Wie die Beschwerdeführerin - nominell unter dem Nichtigkeitsgrund der Z 5, der Sache nach einen Rechtsfehler im Sinn der Z 9 lit a des § 281 Abs 1 StPO geltend machend - zutreffend vorbringt, stellt der Tatbestand des sexuellen Missbrauchs einer wehrlosen oder psychisch beeinträchtigten Person nach § 205 Abs 1 StGB - entgegen der offenbar vom Erstgericht vertretenen Rechtsmeinung - gar nicht darauf ab, dass das Opfer infolge voller Berauschung zurechnungsunfähig gewesen wäre. Nach § 205 Abs 1 StGB ist zu bestrafen, wer eine wehrlose Person oder eine Person, die wegen einer Geisteskrankheit, wegen Schwachsinns, wegen einer tiefgreifenden Bewusstseinsstörung oder wegen einer anderen schweren, einem dieser Zustände gleichwertigen seelischen Störung unfähig ist, die Bedeutung des Vorgangs einzusehen oder nach dieser Einsicht zu handeln, unter Ausnützung dieses Zustands dadurch missbraucht, dass er an ihr eine geschlechtliche Handlung vornimmt. Wehrlos im Sinn des ersten Falles des § 205 Abs 1 StGB ist, wer - etwa auch infolge Alkoholgenusses (Hinterhofer in SbgK § 205 Rz 23; EvBl 1998/100) - widerstandsunfähig ist. Widerstandsunfähigkeit liegt vor, wenn ein Widerstand für die betroffene Person unmöglich, aussichtslos oder unzumutbar ist.

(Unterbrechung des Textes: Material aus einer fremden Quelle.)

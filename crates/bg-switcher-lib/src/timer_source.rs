// SPDX-License-Identifier: MPL-2.0

use std::collections::HashMap;
use std::time::Duration;

use calloop::timer::{TimeoutAction, Timer};
use calloop::{LoopHandle, RegistrationToken};

use crate::error::SwitcherError;
use crate::rotation::{RotationHost, RotationScheduler, RotationToken};

/// Rotation scheduler backed by calloop timer sources.
///
/// Each scheduled task is a repeating [`Timer`] inserted into the loop; ticks
/// are forwarded to the loop data through [`RotationHost`]. Cancelling removes
/// the source from the loop, so no tick is dispatched afterwards.
pub struct CalloopScheduler<D: 'static> {
    handle: LoopHandle<'static, D>,
    next_token: u64,
    sources: HashMap<RotationToken, RegistrationToken>,
}

impl<D: 'static> std::fmt::Debug for CalloopScheduler<D> {
    fn fmt(&self, f: &mut std::fmt::Formatter<'_>) -> std::fmt::Result {
        f.debug_struct("CalloopScheduler")
            .field("active", &self.sources.len())
            .finish_non_exhaustive()
    }
}

impl<D: 'static> CalloopScheduler<D> {
    pub fn new(handle: LoopHandle<'static, D>) -> Self {
        Self {
            handle,
            next_token: 0,
            sources: HashMap::new(),
        }
    }
}

impl<D: RotationHost + 'static> RotationScheduler for CalloopScheduler<D> {
    fn schedule(&mut self, interval: Duration) -> Result<RotationToken, SwitcherError> {
        if interval.is_zero() {
            return Err(SwitcherError::InvalidInterval);
        }
        self.next_token += 1;
        let token = RotationToken(self.next_token);

        let registration = self
            .handle
            .insert_source(Timer::from_duration(interval), move |_, _, host: &mut D| {
                host.on_rotation_tick(token);
                TimeoutAction::ToDuration(interval)
            })
            .map_err(|err| SwitcherError::Schedule(err.error.to_string()))?;

        tracing::trace!(?token, ?interval, "rotation timer inserted");
        self.sources.insert(token, registration);
        Ok(token)
    }

    fn cancel(&mut self, token: RotationToken) {
        if let Some(registration) = self.sources.remove(&token) {
            self.handle.remove(registration);
            tracing::trace!(?token, "rotation timer removed");
        }
    }
}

Trotz der Anlehnung des Wortlautes an die Bestimmung des § 11 StGB (Zurechnungsunfähigkeit) ist das objektive Tatbild des zweiten Falles der zitierten Bestimmung bereits dann erfüllt, wenn die sexuelle Selbstbestimmungsfähigkeit des Opfers, etwa durch übermäßigen Alkoholkonsum, insoweit aufgehoben ist, als es unfähig ist, die Bedeutung des sexuellen Vorgangs zu erkennen und sich entsprechend zu verhalten. Dazu muss die Willenstätigkeit nicht vollständig ausgeschaltet sein. Es genügt, wenn das Opfer nicht in der Lage ist, durch verstandesmäßige Erwägungen über das an dieses gestellte Verlangen frei zu entscheiden (14 Os 122/05f). Dies kann - insbesondere unter Berücksichtigung des Lebensalters des Opfers - bereits bei mittelgradiger Berauschung der Fall sein (zum Ganzen: Schick in WK² § 205 Rz 8 f).

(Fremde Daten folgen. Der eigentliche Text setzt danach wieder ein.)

// SPDX-License-Identifier: MPL-2.0

//! Markup inserted by the switcher into its container.
//!
//! The produced tree is a `.background-plugin` wrapper holding, depending on
//! the configuration, a `.thumbs` list of radio controls, a `.progressive-blur`
//! stack of decorative layers, and always one `.contenedor` content layer.

use bg_switcher_config::{BACKGROUND_COUNT, Config};
use std::fmt::Write as _;

pub const PLUGIN_CLASS: &str = "background-plugin";
pub const THUMBS_CLASS: &str = "thumbs";
pub const BLUR_CLASS: &str = "progressive-blur";
pub const CONTENT_CLASS: &str = "contenedor";
pub const SELECTED_CLASS: &str = "selected";

/// Number of layers in the progressive blur stack.
pub const BLUR_LAYERS: usize = 6;

/// Root class marking background `index` as active.
pub fn background_class(index: usize) -> String {
    format!("bg-{index}")
}

/// A minimal element tree.
#[derive(Debug, Clone, PartialEq, Eq)]
pub struct Element {
    pub tag: String,
    pub classes: Vec<String>,
    pub attributes: Vec<(String, String)>,
    pub children: Vec<Element>,
}

impl Element {
    pub fn new(tag: impl Into<String>) -> Self {
        Self {
            tag: tag.into(),
            classes: Vec::new(),
            attributes: Vec::new(),
            children: Vec::new(),
        }
    }

    pub fn with_class(mut self, class: impl Into<String>) -> Self {
        self.classes.push(class.into());
        self
    }

    pub fn with_attribute(mut self, name: impl Into<String>, value: impl Into<String>) -> Self {
        self.attributes.push((name.into(), value.into()));
        self
    }

    pub fn with_child(mut self, child: Element) -> Self {
        self.children.push(child);
        self
    }

    pub fn has_class(&self, class: &str) -> bool {
        self.classes.iter().any(|c| c == class)
    }

    pub fn set_class(&mut self, class: &str, present: bool) {
        if present {
            if !self.has_class(class) {
                self.classes.push(class.to_string());
            }
        } else {
            self.classes.retain(|c| c != class);
        }
    }

    pub fn attribute(&self, name: &str) -> Option<&str> {
        self.attributes
            .iter()
            .find(|(n, _)| n == name)
            .map(|(_, v)| v.as_str())
    }

    /// Sets or, with `None`, removes an attribute.
    pub fn set_attribute(&mut self, name: &str, value: Option<&str>) {
        let Some(value) = value else {
            self.attributes.retain(|(n, _)| n != name);
            return;
        };
        match self.attributes.iter().position(|(n, _)| n == name) {
            Some(pos) => self.attributes[pos].1 = value.to_string(),
            None => self.attributes.push((name.to_string(), value.to_string())),
        }
    }

    /// Depth-first search for the first element carrying `class`.
    pub fn find_class(&self, class: &str) -> Option<&Element> {
        if self.has_class(class) {
            return Some(self);
        }
        self.children.iter().find_map(|child| child.find_class(class))
    }

    pub fn find_class_mut(&mut self, class: &str) -> Option<&mut Element> {
        if self.has_class(class) {
            return Some(self);
        }
        self.children
            .iter_mut()
            .find_map(|child| child.find_class_mut(class))
    }

    pub fn children_with_tag<'a>(&'a self, tag: &'a str) -> impl Iterator<Item = &'a Element> {
        self.children.iter().filter(move |child| child.tag == tag)
    }

    pub fn to_html(&self) -> String {
        let mut out = String::new();
        self.write_html(&mut out);
        out
    }

    fn write_html(&self, out: &mut String) {
        let _ = write!(out, "<{}", self.tag);
        if !self.classes.is_empty() {
            let _ = write!(out, " class=\"{}\"", escape(&self.classes.join(" ")));
        }
        for (name, value) in &self.attributes {
            if value.is_empty() {
                let _ = write!(out, " {name}");
            } else {
                let _ = write!(out, " {name}=\"{}\"", escape(value));
            }
        }
        out.push('>');

        if is_void(&self.tag) {
            return;
        }

        for child in &self.children {
            child.write_html(out);
        }
        let _ = write!(out, "</{}>", self.tag);
    }
}

fn is_void(tag: &str) -> bool {
    matches!(tag, "input" | "img" | "br" | "hr" | "meta" | "link")
}

fn escape(value: &str) -> String {
    value
        .replace('&', "&amp;")
        .replace('"', "&quot;")
        .replace('<', "&lt;")
        .replace('>', "&gt;")
}

/// One `label > input[type=radio]` per background.
pub fn thumbs_markup() -> Element {
    (0..BACKGROUND_COUNT).fold(Element::new("div").with_class(THUMBS_CLASS), |thumbs, _| {
        thumbs.with_child(
            Element::new("label").with_child(
                Element::new("input")
                    .with_attribute("type", "radio")
                    .with_attribute("name", "image"),
            ),
        )
    })
}

pub fn progressive_blur_markup() -> Element {
    (0..BLUR_LAYERS).fold(Element::new("div").with_class(BLUR_CLASS), |blur, _| {
        blur.with_child(Element::new("div"))
    })
}

/// Builds the complete wrapper for `config`.
pub fn plugin_markup(config: &Config) -> Element {
    let mut plugin = Element::new("div").with_class(PLUGIN_CLASS);
    if config.enable_thumbs {
        plugin = plugin.with_child(thumbs_markup());
    }
    if config.enable_progressive_blur {
        plugin = plugin.with_child(progressive_blur_markup());
    }
    plugin.with_child(Element::new("div").with_class(CONTENT_CLASS))
}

Das angefochtene Urteil ist demnach rechtsfehlerhaft, weil das Schöffengericht irrig davon ausgegangen ist, ein Schuldspruch nach § 205 Abs 1 StGB erfordere die Feststellung voller Berauschung des Opfers und dessen darauf basierender mangelnder Einsichts- oder Handlungsfähigkeit („Zurechnungsunfähigkeit"; US 6). Das Urteil war daher - in Übereinstimmung mit der Stellungnahme der Generalprokuratur, jedoch entgegen der hiezu erstatteten Äußerungen der Verteidigung - in seinem Freispruch zu I. aufzuheben und die Sache in diesem Umfang zu neuer Verhandlung und Entscheidung an das Erstgericht zu verweisen (§ 288a Abs 2 Z 3 zweiter Satz StPO). Ein Eingehen auf das weitere Beschwerdevorbringen erübrigt sich.